### What you have to do
From the entries provided below, copy each line that contains the word "Range".

[Stored data entries]

//! Builders shared by rule, pipeline, and engine tests.

use crate::model::{DependencyContext, ManifestField};
use crate::policy::{EffectiveConfig, FailOn, RulePolicy};
use crate::rules::RuleKind;
use deplens_types::{Position, Range, Severity};
use std::collections::{BTreeMap, BTreeSet};

/// A context with plausible manifest positions: `name = "version"` on line 0.
pub fn ctx(name: &str, version: &str) -> DependencyContext {
    let name_len = name.len() as u32;
    let version_start = name_len + 4;
    DependencyContext::new(
        ManifestField::new(
            name,
            Range::new(Position::new(0, 0), Position::new(0, name_len)),
        ),
        ManifestField::new(
            version,
            Range::new(
                Position::new(0, version_start),
                Position::new(0, version_start + version.len() as u32),
            ),
        ),
    )
}

/// Config with a single enabled rule.
pub fn config_with_rule(rule_id: &str, severity: Severity) -> EffectiveConfig {
    let mut rules = BTreeMap::new();
    rules.insert(rule_id.to_string(), RulePolicy::enabled(severity));
    EffectiveConfig {
        profile: "test".to_string(),
        fail_on: FailOn::Error,
        forbidden_licenses: BTreeSet::new(),
        rules,
    }
}

/// Config with a single enabled rule plus a forbidden-license list.
pub fn config_with_forbidden(
    rule_id: &str,
    severity: Severity,
    forbidden: &[&str],
) -> EffectiveConfig {
    let mut cfg = config_with_rule(rule_id, severity);
    cfg.forbidden_licenses = forbidden.iter().map(|license| license.to_string()).collect();
    cfg
}

/// Config with all rules enabled: pending at info, the rest at error.
pub fn config_all_rules(forbidden: &[&str]) -> EffectiveConfig {
    let mut rules = BTreeMap::new();
    for kind in RuleKind::ALL {
        let severity = match kind {
            RuleKind::Pending => Severity::Info,
            _ => Severity::Error,
        };
        rules.insert(kind.rule_id().to_string(), RulePolicy::enabled(severity));
    }
    EffectiveConfig {
        profile: "test".to_string(),
        fail_on: FailOn::Error,
        forbidden_licenses: forbidden.iter().map(|license| license.to_string()).collect(),
        rules,
    }
}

### Output below
use deplens_types::{Position, Range, Severity};
            Range::new(Position::new(0, 0), Position::new(0, name_len)),
            Range::new(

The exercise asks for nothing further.